(Saved data entries)
#[cfg(test)]
mod tests {
    use super::*;
    use crate::config::{CacheConfig, LedgerConfig, QueueConfig};
    use crate::currency::StaticRateTable;
    use crate::limits::{KindLimits, LimitConfig};
    use crate::metrics::Metrics;
    use crate::partners::StaticPartnerConfig;
    use crate::registry::{AccountRegistry, MemoryRegistry};
    use crate::rules::RuleSet;
    use crate::types::{Account, B2BDeal, DealStatus};
    use rust_decimal_macros::dec;

    struct Fixture {
        processor: TransactionProcessor,
        _dir: tempfile::TempDir,
    }

    async fn fixture(partners: StaticPartnerConfig, accounts: &[(&str, Option<&str>, Decimal)]) -> Fixture {
        let registry = Arc::new(MemoryRegistry::new());
        for (id, parent, balance) in accounts {
            registry
                .open_account(
                    &Account::new(AccountId::new(*id), parent.map(AccountId::new)).with_balance(*balance),
                )
                .unwrap();
        }
        let ledger = Ledger::new(registry, &LedgerConfig::default(), Metrics::new().unwrap());
        let dir = tempfile::tempdir().unwrap();
        let queue = Arc::new(
            RetryQueue::open(dir.path().join("q.json"), QueueConfig::without_backoff())
                .await
                .unwrap(),
        );
        let normalizer = CurrencyNormalizer::offline(StaticRateTable::new().with_rate("USD", "PTS", dec!(10)));
        let cache = Arc::new(PartnerConfigCache::new(Arc::new(partners), &CacheConfig::default()));
        Fixture {
            processor: TransactionProcessor::new(ledger, queue, normalizer, cache, CurrencyCode::new("PTS")),
            _dir: dir,
        }
    }

    fn committed<T>(outcome: TransactionOutcome<T>) -> T {
        match outcome {
            TransactionOutcome::Committed(value) => value,
            TransactionOutcome::Pending { .. } => panic!("expected a committed outcome"),
        }
    }

    #[tokio::test]
    async fn test_standard_accrual_with_commission() {
        let f = fixture(
            StaticPartnerConfig::new(),
            &[
                ("L2", None, dec!(0)),
                ("L1", Some("L2"), dec!(0)),
                ("B", Some("L1"), dec!(0)),
                ("shop", None, dec!(0)),
            ],
        )
        .await;

        let request = AccrualRequest::new(AccountId::new("B"), dec!(1000), CurrencyCode::new("PTS"))
            .at_partner(AccountId::new("shop"));
        let receipt = committed(f.processor.accrue(request).await.unwrap());

        assert_eq!(receipt.award.points, dec!(50));
        assert_eq!(receipt.receipt.unwrap().new_balance, dec!(50));
        assert_eq!(receipt.commission_credited, 3);

        let ledger = f.processor.ledger();
        assert_eq!(ledger.commission_balance(&AccountId::new("L1")).unwrap(), dec!(2.5));
        assert_eq!(ledger.commission_balance(&AccountId::new("L2")).unwrap(), dec!(2.5));
        assert_eq!(ledger.commission_balance(&AccountId::system()).unwrap(), dec!(45));
        // Commission does not move spendable balances
        assert_eq!(ledger.balance(&AccountId::new("L1")).unwrap(), Decimal::ZERO);
    }

    #[tokio::test]
    async fn test_foreign_currency_is_normalized() {
        let f = fixture(StaticPartnerConfig::new(), &[("B", None, dec!(0))]).await;
        let request = AccrualRequest::new(AccountId::new("B"), dec!(20), CurrencyCode::new("usd"));
        let receipt = committed(f.processor.accrue(request).await.unwrap());

        assert_eq!(receipt.canonical_amount, dec!(200));
        assert_eq!(receipt.award.points, dec!(10));
        let entry = &f.processor.ledger().history(&AccountId::new("B")).unwrap()[0];
        assert_eq!(entry.raw_amount, dec!(20));
        assert_eq!(entry.raw_currency, CurrencyCode::new("USD"));
    }

    #[tokio::test]
    async fn test_b2b_accrual_credits_rebate() {
        let deal = B2BDeal {
            source_partner: AccountId::new("R"),
            target_partner: AccountId::new("S"),
            seller_pays_percent: dec!(10),
            buyer_gets_percent: dec!(15),
            status: DealStatus::Active,
            expires_at: None,
        };
        let f = fixture(
            StaticPartnerConfig::new().with_deal(deal),
            &[("R", None, dec!(0)), ("B", Some("R"), dec!(0))],
        )
        .await;

        let request = AccrualRequest::new(AccountId::new("B"), dec!(1000), CurrencyCode::new("PTS"))
            .at_partner(AccountId::new("S"));
        let receipt = committed(f.processor.accrue(request).await.unwrap());

        let ledger = f.processor.ledger();
        assert_eq!(ledger.commission_balance(&AccountId::new("R")).unwrap(), dec!(70));
        assert_eq!(ledger.commission_balance(&AccountId::system()).unwrap(), dec!(30));
        // 5% cashback plus the 15% rebate
        assert_eq!(receipt.commission.buyer_rebate, Some(dec!(150)));
        assert_eq!(ledger.balance(&AccountId::new("B")).unwrap(), dec!(200));
    }

    #[tokio::test]
    async fn test_repeated_accrual_does_not_double_pay() {
        let f = fixture(
            StaticPartnerConfig::new(),
            &[("L1", None, dec!(0)), ("B", Some("L1"), dec!(0))],
        )
        .await;
        let request = AccrualRequest::new(AccountId::new("B"), dec!(1000), CurrencyCode::new("PTS"));

        f.processor.accrue(request.clone()).await.unwrap();
        let again = committed(f.processor.accrue(request).await.unwrap());

        assert!(again.receipt.unwrap().replayed);
        let ledger = f.processor.ledger();
        assert_eq!(ledger.balance(&AccountId::new("B")).unwrap(), dec!(50));
        assert_eq!(ledger.commission_balance(&AccountId::new("L1")).unwrap(), dec!(2.5));
    }

    #[tokio::test]
    async fn test_retry_of_committed_accrual_is_not_limited() {
        let limits = LimitConfig::default().with_kind(
            EntryKind::Accrual,
            KindLimits {
                max_points_per_day: Some(dec!(50)),
                ..KindLimits::default()
            },
        );
        let f = fixture(StaticPartnerConfig::new().with_limits(limits), &[("B", None, dec!(0))]).await;
        let request = AccrualRequest::new(AccountId::new("B"), dec!(1000), CurrencyCode::new("PTS"));

        committed(f.processor.accrue(request.clone()).await.unwrap());
        let again = committed(f.processor.accrue(request).await.unwrap());
        assert!(again.receipt.unwrap().replayed);

        // A new purchase is still held to the cap
        let fresh = AccrualRequest::new(AccountId::new("B"), dec!(20), CurrencyCode::new("PTS"));
        assert!(matches!(f.processor.accrue(fresh).await, Err(Error::LimitExceeded(_))));
        assert_eq!(f.processor.ledger().balance(&AccountId::new("B")).unwrap(), dec!(50));
    }

    #[tokio::test]
    async fn test_zero_point_purchase_respects_amount_cap() {
        let rules = RuleSet {
            default_percent: Decimal::ZERO,
            ..RuleSet::default()
        };
        let limits = LimitConfig::default().with_kind(
            EntryKind::Accrual,
            KindLimits {
                max_amount_per_transaction: Some(dec!(100)),
                ..KindLimits::default()
            },
        );
        let f = fixture(
            StaticPartnerConfig::new().with_rules(rules).with_limits(limits),
            &[("L1", None, dec!(0)), ("B", Some("L1"), dec!(0))],
        )
        .await;

        let request = AccrualRequest::new(AccountId::new("B"), dec!(1000), CurrencyCode::new("PTS"));
        assert!(matches!(f.processor.accrue(request).await, Err(Error::LimitExceeded(_))));
        assert_eq!(f.processor.ledger().commission_balance(&AccountId::new("L1")).unwrap(), Decimal::ZERO);
        assert_eq!(f.processor.ledger().commission_balance(&AccountId::system()).unwrap(), Decimal::ZERO);
    }

    #[tokio::test]
    async fn test_oversized_amounts_are_rejected() {
        let f = fixture(StaticPartnerConfig::new(), &[("B", None, dec!(100))]).await;
        let id = AccountId::new("B");

        let huge = AccrualRequest::new(id.clone(), Decimal::MAX / dec!(2), CurrencyCode::new("PTS"));
        assert!(matches!(f.processor.accrue(huge).await, Err(Error::InvalidInput(_))));

        // Within bounds as paid, out of bounds once converted
        let converted = AccrualRequest::new(id.clone(), MAX_TRANSACTION_AMOUNT, CurrencyCode::new("USD"));
        assert!(matches!(f.processor.accrue(converted).await, Err(Error::InvalidInput(_))));

        let redeem = f.processor.redeem(&id, Decimal::MAX, "", None).await;
        assert!(matches!(redeem, Err(Error::InvalidInput(_))));

        // Nothing queued, and the ledger still serves normal traffic
        assert!(f.processor.queue().list_pending().await.is_empty());
        let ok = AccrualRequest::new(id.clone(), dec!(200), CurrencyCode::new("PTS"));
        committed(f.processor.accrue(ok).await.unwrap());
        assert_eq!(f.processor.ledger().balance(&id).unwrap(), dec!(110));
    }

    #[tokio::test]
    async fn test_redeem_and_insufficient_balance() {
        let f = fixture(StaticPartnerConfig::new(), &[("A", None, dec!(100))]).await;
        let id = AccountId::new("A");

        let receipt = committed(f.processor.redeem(&id, dec!(30), "coffee", None).await.unwrap());
        assert_eq!(receipt.new_balance, dec!(70));

        let err = f.processor.redeem(&id, dec!(71), "too much", None).await.unwrap_err();
        assert!(matches!(err, Error::InsufficientBalance { .. }));
        assert!(f.processor.queue().list_pending().await.is_empty());
        assert_eq!(f.processor.ledger().balance(&id).unwrap(), dec!(70));
    }

    #[tokio::test]
    async fn test_limit_exceeded_is_rejected() {
        let limits = LimitConfig::default().with_kind(
            EntryKind::Redemption,
            KindLimits {
                max_points_per_transaction: Some(dec!(10)),
                ..KindLimits::default()
            },
        );
        let f = fixture(StaticPartnerConfig::new().with_limits(limits), &[("A", None, dec!(100))]).await;

        let err = f
            .processor
            .redeem(&AccountId::new("A"), dec!(11), "", None)
            .await
            .unwrap_err();
        assert!(matches!(err, Error::LimitExceeded(_)));
        assert!(err.is_validation());
    }

    #[tokio::test]
    async fn test_non_positive_purchase_rejected() {
        let f = fixture(StaticPartnerConfig::new(), &[("B", None, dec!(0))]).await;
        let request = AccrualRequest::new(AccountId::new("B"), Decimal::ZERO, CurrencyCode::new("PTS"));
        assert!(matches!(
            f.processor.accrue(request).await,
            Err(Error::InvalidInput(_))
        ));
    }
}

TASK OBJECTIVE
Each line of the entries where the string "award" occurs should be shown.

OUTPUT FOR THIS EXERCISE
        assert_eq!(receipt.award.points, dec!(50));
        assert_eq!(receipt.award.points, dec!(10));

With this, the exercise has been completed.